The abstract describes a method for training a machine-learned sequence processing model by obtaining training examples, inputting queries to the model, evaluating responses and traces, and updating model parameters based on the evaluations.

  • Obtaining a plurality of training examples for the machine-learned sequence processing model
  • Inputting queries associated with each training example to the model
  • Evaluating responses and traces from the model using ground truth data
  • Updating model parameters based on the evaluations

Potential Applications: - Natural language processing - Speech recognition - Sentiment analysis - Machine translation

Problems Solved: - Improving the accuracy of sequence processing models - Enhancing the performance of machine learning algorithms - Streamlining the training process for complex models

Benefits: - Increased efficiency in training machine learning models - Higher accuracy in processing sequences - Improved performance in various applications

Commercial Applications: Title: Enhanced Sequence Processing Model Training for AI Applications This technology can be used in industries such as: - Healthcare for medical record analysis - Finance for fraud detection - E-commerce for personalized recommendations

Prior Art: Researchers can explore prior studies on machine learning training methods and sequence processing models to understand the evolution of this technology.

Frequently Updated Research: Stay updated on advancements in machine learning algorithms, natural language processing techniques, and sequence processing model training methods to enhance the performance of AI applications.

Questions about Machine-Learned Sequence Processing Model Training: 1. How does this method improve the training process for machine-learned sequence processing models? 2. What are the key factors that influence the effectiveness of updating model parameters based on response and trace evaluations?

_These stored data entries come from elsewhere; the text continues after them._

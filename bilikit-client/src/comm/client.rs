//! Anonymous client for public endpoints

use async_trait::async_trait;
use bilikit_core::bv_to_av;
use bytes::Bytes;
use serde::Deserialize;
use tracing::debug;

use crate::config::{ClientConfig, Endpoints};
use crate::error::ClientError;
use crate::transport::{params, BaseClient, Method, Params, Requester};
use crate::types::{
    play_url_params, ChargeSpaceList, ChargeVideoList, CommentMain, CommentReply,
    FollowingsDetail, GeoInfo, LiveRoomInfoById, LiveRoomInfoByMid, LiveWsConf, OnlineNum,
    RelationStat, SpaceAccInfo, VideoInfo, VideoPage, VideoPlayUrlResult, VideoSingleStat,
    VideoTag,
};

/// Client for public endpoints. Sends no cookies and no csrf token.
#[derive(Debug, Clone)]
pub struct CommClient {
    base: BaseClient,
}

impl CommClient {
    pub fn new(config: &ClientConfig) -> Result<Self, ClientError> {
        Ok(Self {
            base: BaseClient::new(config)?,
        })
    }

    #[must_use]
    pub const fn endpoints(&self) -> &Endpoints {
        self.base.endpoints()
    }

    pub fn set_user_agent(&mut self, user_agent: impl Into<String>) {
        self.base.set_user_agent(user_agent);
    }

    pub fn set_http_client(&mut self, http: reqwest::Client) {
        self.base.set_http_client(http);
    }

    /// Location of the caller's public IP, as the site sees it.
    pub async fn get_geo_info(&self) -> Result<GeoInfo, ClientError> {
        self.raw_parse(&self.endpoints().api, "x/web-interface/zone", Method::Get, &Params::new())
            .await?
            .decode()
    }

    /// Server time, Unix seconds.
    pub async fn get_unix_now(&self) -> Result<i64, ClientError> {
        #[derive(Deserialize)]
        struct Now {
            #[serde(default)]
            now: i64,
        }

        let now: Now = self
            .raw_parse(&self.endpoints().api, "x/report/click/now", Method::Get, &Params::new())
            .await?
            .decode()?;
        Ok(now.now)
    }

    /// Page `pn` of a user's followings, `ps` per page (max 50).
    pub async fn followings_get_detail(
        &self,
        mid: i64,
        pn: u32,
        ps: u32,
    ) -> Result<FollowingsDetail, ClientError> {
        let query = params([
            ("vmid", mid.to_string()),
            ("pn", pn.to_string()),
            ("ps", ps.to_string()),
        ]);
        self.raw_parse(&self.endpoints().api, "x/relation/followings", Method::Get, &query)
            .await?
            .decode()
    }

    /// Following and follower counts. `whisper` and `black` stay 0 here.
    pub async fn get_relation_stat(&self, mid: i64) -> Result<RelationStat, ClientError> {
        self.raw_parse(
            &self.endpoints().api,
            "x/relation/stat",
            Method::Get,
            &params([("vmid", mid.to_string())]),
        )
        .await?
        .decode()
    }

    pub async fn video_get_stat(&self, aid: i64) -> Result<VideoSingleStat, ClientError> {
        self.raw_parse(
            &self.endpoints().api,
            "x/web-interface/archive/stat",
            Method::Get,
            &params([("aid", aid.to_string())]),
        )
        .await?
        .decode()
    }

    /// Full video info. Login-only videos fail here; use the authenticated client.
    pub async fn video_get_info(&self, aid: i64) -> Result<VideoInfo, ClientError> {
        self.raw_parse(
            &self.endpoints().api,
            "x/web-interface/view",
            Method::Get,
            &params([("aid", aid.to_string())]),
        )
        .await?
        .decode()
    }

    /// [`CommClient::video_get_info`] addressed by BV id.
    pub async fn video_get_info_by_bvid(&self, bvid: &str) -> Result<VideoInfo, ClientError> {
        let aid = bv_to_av(bvid)?;
        debug!(bvid, aid, "resolved bvid");
        self.video_get_info(aid).await
    }

    pub async fn video_get_description(&self, aid: i64) -> Result<String, ClientError> {
        self.raw_parse(
            &self.endpoints().api,
            "x/web-interface/archive/desc",
            Method::Get,
            &params([("aid", aid.to_string())]),
        )
        .await?
        .decode()
    }

    pub async fn video_get_page_list(&self, aid: i64) -> Result<Vec<VideoPage>, ClientError> {
        self.raw_parse(
            &self.endpoints().api,
            "x/player/pagelist",
            Method::Get,
            &params([("aid", aid.to_string())]),
        )
        .await?
        .decode()
    }

    /// Current viewers of part `cid`.
    pub async fn video_get_online_num(&self, aid: i64, cid: i64) -> Result<OnlineNum, ClientError> {
        let query = params([("aid", aid.to_string()), ("cid", cid.to_string())]);
        self.raw_parse(&self.endpoints().api, "x/player/online/total", Method::Get, &query)
            .await?
            .decode()
    }

    /// Tags of a video. `is_atten`, `liked` and `hated` are always 0 anonymously.
    pub async fn video_get_tags(&self, aid: i64) -> Result<Vec<VideoTag>, ClientError> {
        self.raw_parse(
            &self.endpoints().api,
            "x/tag/archive/tags",
            Method::Get,
            &params([("aid", aid.to_string())]),
        )
        .await?
        .decode()
    }

    /// Stream URLs for part `cid`. Anonymous requests top out at 480P.
    pub async fn video_get_play_url(
        &self,
        aid: i64,
        cid: i64,
        qn: i32,
        fnval: i32,
    ) -> Result<VideoPlayUrlResult, ClientError> {
        self.raw_parse(
            &self.endpoints().api,
            "x/player/playurl",
            Method::Get,
            &play_url_params(aid, cid, qn, fnval),
        )
        .await?
        .decode()
    }

    /// This month's supporters shown in a user's space.
    pub async fn charge_space_get_list(&self, mid: i64) -> Result<ChargeSpaceList, ClientError> {
        self.raw_parse(
            &self.endpoints().elec,
            "api/query.rank.do",
            Method::Get,
            &params([("mid", mid.to_string())]),
        )
        .await?
        .decode()
    }

    /// Supporters shown under one of the user's videos.
    pub async fn charge_video_get_list(
        &self,
        mid: i64,
        aid: i64,
    ) -> Result<ChargeVideoList, ClientError> {
        let query = params([("mid", mid.to_string()), ("aid", aid.to_string())]);
        self.raw_parse(&self.endpoints().api, "x/web-interface/elec/show", Method::Get, &query)
            .await?
            .decode()
    }

    /// Live room of a user; `None` when the space info carries no room.
    pub async fn live_get_room_info_by_mid(
        &self,
        mid: i64,
    ) -> Result<Option<LiveRoomInfoByMid>, ClientError> {
        let info: SpaceAccInfo = self
            .raw_parse(
                &self.endpoints().api,
                "x/space/acc/info",
                Method::Get,
                &params([("mid", mid.to_string())]),
            )
            .await?
            .decode()?;
        Ok(info.live_room)
    }

    /// Room info by short or real room id.
    pub async fn live_get_room_info_by_id(
        &self,
        room_id: i64,
    ) -> Result<LiveRoomInfoById, ClientError> {
        self.raw_parse(
            &self.endpoints().live,
            "xlive/web-room/v1/index/getRoomPlayInfo",
            Method::Get,
            &params([("room_id", room_id.to_string())]),
        )
        .await?
        .decode()
    }

    pub async fn live_get_ws_conf(&self, room_id: i64) -> Result<LiveWsConf, ClientError> {
        self.raw_parse(
            &self.endpoints().live,
            "room/v1/Danmu/getConf",
            Method::Get,
            &params([("room_id", room_id.to_string())]),
        )
        .await?
        .decode()
    }

    /// Number of comments on `oid` in comment area `kind`.
    pub async fn comment_get_count(&self, oid: i64, kind: i32) -> Result<i64, ClientError> {
        #[derive(Deserialize)]
        struct Count {
            #[serde(default)]
            count: i64,
        }

        let query = params([("oid", oid.to_string()), ("type", kind.to_string())]);
        let count: Count = self
            .raw_parse(&self.endpoints().api, "x/v2/reply/count", Method::Get, &query)
            .await?
            .decode()?;
        Ok(count.count)
    }

    /// One page of a comment area.
    ///
    /// `mode` is one of [`crate::types::comment_mode`]. `next` starts at 0;
    /// pass back [`crate::types::CommentCursor::next`] for the following page.
    pub async fn comment_get_main(
        &self,
        oid: i64,
        kind: i32,
        mode: i32,
        next: i64,
        ps: u32,
    ) -> Result<CommentMain, ClientError> {
        let query = params([
            ("oid", oid.to_string()),
            ("type", kind.to_string()),
            ("mode", mode.to_string()),
            ("next", next.to_string()),
            ("ps", ps.to_string()),
        ]);
        self.raw_parse(&self.endpoints().api, "x/v2/reply/main", Method::Get, &query)
            .await?
            .decode()
    }

    /// Root comment `root` with page `pn` of its replies, `ps` per page (1 to 49).
    pub async fn comment_get_reply(
        &self,
        oid: i64,
        kind: i32,
        root: i64,
        pn: u32,
        ps: u32,
    ) -> Result<CommentReply, ClientError> {
        let query = params([
            ("oid", oid.to_string()),
            ("type", kind.to_string()),
            ("root", root.to_string()),
            ("pn", pn.to_string()),
            ("ps", ps.to_string()),
        ]);
        self.raw_parse(&self.endpoints().api, "x/v2/reply/reply", Method::Get, &query)
            .await?
            .decode()
    }
}

#[async_trait]
impl Requester for CommClient {
    async fn raw(
        &self,
        base: &str,
        endpoint: &str,
        method: Method,
        params: &Params,
    ) -> Result<Bytes, ClientError> {
        self.base.raw(base, endpoint, method, params, None).await
    }
}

Original Abstract Submitted

an example method for training a machine-learned sequence processing model includes obtaining a plurality of training examples for training the machine-learned sequence processing model. for each respective training example of the plurality of training examples, the example method includes: obtaining a respective query associated with the respective training example; inputting the respective query to the machine-learned sequence processing model; obtaining, from the machine-learned sequence processing model a response to the respective query and a trace of intermediate states from the respective query to the response; evaluating the response using a ground truth response associated with the respective training example; evaluating the trace using a ground truth trace associated with the respective training example; and updating one or more parameters of the machine-learned sequence processing model based on the evaluation of the response and based on the evaluation of the trace.